▸ **EXERCISE GOAL**
Which lines below hold the word "Display"? Report each one.

▸ **Dataset records**
____
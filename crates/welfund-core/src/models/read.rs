use std::{fmt::Display, sync::Arc};

use prettytable::{row, Table};
use rust_decimal::Decimal;
use serde::{Deserialize, Serialize};
use time::OffsetDateTime;
use uuid::Uuid;

use super::{Direction, EntryReference, TransactionKind};

/// One immutable record of money moving into or out of a fund.
#[derive(Debug, Clone, PartialEq, Serialize, Deserialize)]
pub struct LedgerEntry {
    pub id: Uuid,
    /// Store-wide insertion order.
    pub sequence: u64,
    pub fund_id: Arc<str>,
    pub kind: TransactionKind,
    pub amount: Decimal,
    pub direction: Direction,
    pub reference: Option<EntryReference>,
    pub description: Arc<str>,
    pub actor: Option<Arc<str>>,
    #[serde(with = "time::serde::rfc3339")]
    pub created_at: OffsetDateTime,
}

impl LedgerEntry {
    pub fn is_credit(&self) -> bool {
        self.direction.is_credit()
    }

    pub fn signed_amount(&self) -> Decimal {
        self.direction.signed(self.amount)
    }
}

#[derive(Debug, Clone, PartialEq, Eq, Serialize, Deserialize)]
pub struct FundSummary {
    pub fund_id: Arc<str>,
    pub total_credits: Decimal,
    pub total_debits: Decimal,
    pub entry_count: u64,
}

impl FundSummary {
    pub fn empty(fund_id: Arc<str>) -> Self {
        Self {
            fund_id,
            total_credits: Decimal::ZERO,
            total_debits: Decimal::ZERO,
            entry_count: 0,
        }
    }

    pub fn add(&mut self, direction: Direction, amount: Decimal) {
        match direction {
            Direction::Credit => self.total_credits += amount,
            Direction::Debit => self.total_debits += amount,
        }
        self.entry_count += 1;
    }

    pub fn balance(&self) -> Decimal {
        self.total_credits - self.total_debits
    }
}

#[derive(Debug, Clone, PartialEq, Serialize, Deserialize)]
pub struct StatementLine {
    pub entry_id: Uuid,
    pub sequence: u64,
    #[serde(with = "time::serde::rfc3339")]
    pub created_at: OffsetDateTime,
    pub kind: TransactionKind,
    pub description: Arc<str>,
    pub credit: Option<Decimal>,
    pub debit: Option<Decimal>,
    pub balance: Decimal,
}

#[derive(Debug, Clone, PartialEq, Serialize, Deserialize)]
pub struct Statement {
    pub fund_id: Arc<str>,
    pub lines: Vec<StatementLine>,
}

impl Statement {
    /// Builds the running-balance view of entries already in insertion order.
    pub fn from_entries(fund_id: Arc<str>, entries: &[LedgerEntry]) -> Self {
        let mut balance = Decimal::ZERO;
        let lines = entries
            .iter()
            .map(|e| {
                balance += e.signed_amount();
                StatementLine {
                    entry_id: e.id,
                    sequence: e.sequence,
                    created_at: e.created_at,
                    kind: e.kind,
                    description: e.description.clone(),
                    credit: e.is_credit().then_some(e.amount),
                    debit: (!e.is_credit()).then_some(e.amount),
                    balance,
                }
            })
            .collect();

        Self { fund_id, lines }
    }

    pub fn closing_balance(&self) -> Decimal {
        self.lines.last().map(|l| l.balance).unwrap_or(Decimal::ZERO)
    }
}

impl Display for Statement {
    fn fmt(&self, f: &mut std::fmt::Formatter<'_>) -> std::fmt::Result {
        let mut table = Table::new();
        table.add_row(row!["#", "Date", "Kind", "Description", "Credit", "Debit", "Balance"]);
        table.add_empty_row();

        for line in &self.lines {
            let credit = line.credit.map(|c| c.to_string()).unwrap_or_default();
            let debit = line.debit.map(|d| d.to_string()).unwrap_or_default();
            table.add_row(row![
                line.sequence,
                line.created_at.date(),
                line.kind,
                line.description,
                credit,
                debit,
                line.balance
            ]);
        }

        write!(f, "\nFund: {}\n{}\n", self.fund_id, table)
    }
}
____
▸ **ANSWER BOX**
use std::{fmt::Display, sync::Arc};
impl Display for Statement {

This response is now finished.